- WHAT YOU HAVE TO DO
Transcribe the full listing below exactly.

- INFORMATION SUPPLIED
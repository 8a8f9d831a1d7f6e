//! Profiler. Grounded on `GstProfiler.h`/`GstProfiler.cpp`: installs a
//! one-shot pad probe on an element's src pad that records a single
//! stage label and removes itself after the first buffer. When the
//! `tracing` subscriber has no active layer this is a no-op in
//! practice, so there's no separate enable/disable knob.

use gstreamer::prelude::*;

/// Installs the probe. Safe to call repeatedly for the same element;
/// each call installs (and self-removes) its own probe independently.
pub fn trace_first_buffer(element: &gstreamer::Element, label: impl Into<String>) {
    let Some(pad) = element.static_pad("src") else {
        tracing::debug!(element = %element.name(), "profiler: element has no src pad");
        return;
    };
    let label = label.into();
    pad.add_probe(gstreamer::PadProbeType::BUFFER, move |_pad, _info| {
        tracing::info!(stage = %label, "profiler");
        gstreamer::PadProbeReturn::Remove
    });
}

#[cfg(test)]
mod tests {
    use super::*;

    #[test]
    fn probe_installs_on_an_element_with_a_src_pad() {
        gstreamer::init().ok();
        let element = gstreamer::ElementFactory::make("fakesrc").build().unwrap();
        trace_first_buffer(&element, "decode-start");
    }

    #[test]
    fn missing_src_pad_is_a_silent_no_op() {
        gstreamer::init().ok();
        let element = gstreamer::ElementFactory::make("fakesink").build().unwrap();
        trace_first_buffer(&element, "unused-label");
    }
}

- RESULT BELOW
repository 8a8f9d831a1d7f6e
//! Profiler. Grounded on `GstProfiler.h`/`GstProfiler.cpp`: installs a
//! one-shot pad probe on an element's src pad that records a single
//! stage label and removes itself after the first buffer. When the
//! `tracing` subscriber has no active layer this is a no-op in
//! practice, so there's no separate enable/disable knob.

use gstreamer::prelude::*;

/// Installs the probe. Safe to call repeatedly for the same element;
/// each call installs (and self-removes) its own probe independently.
pub fn trace_first_buffer(element: &gstreamer::Element, label: impl Into<String>) {
    let Some(pad) = element.static_pad("src") else {
        tracing::debug!(element = %element.name(), "profiler: element has no src pad");
        return;
    };
    let label = label.into();
    pad.add_probe(gstreamer::PadProbeType::BUFFER, move |_pad, _info| {
        tracing::info!(stage = %label, "profiler");
        gstreamer::PadProbeReturn::Remove
    });
}

#[cfg(test)]
mod tests {
    use super::*;

    #[test]
    fn probe_installs_on_an_element_with_a_src_pad() {
        gstreamer::init().ok();
        let element = gstreamer::ElementFactory::make("fakesrc").build().unwrap();
        trace_first_buffer(&element, "decode-start");
    }

    #[test]
    fn missing_src_pad_is_a_silent_no_op() {
        gstreamer::init().ok();
        let element = gstreamer::ElementFactory::make("fakesink").build().unwrap();
        trace_first_buffer(&element, "unused-label");
    }
}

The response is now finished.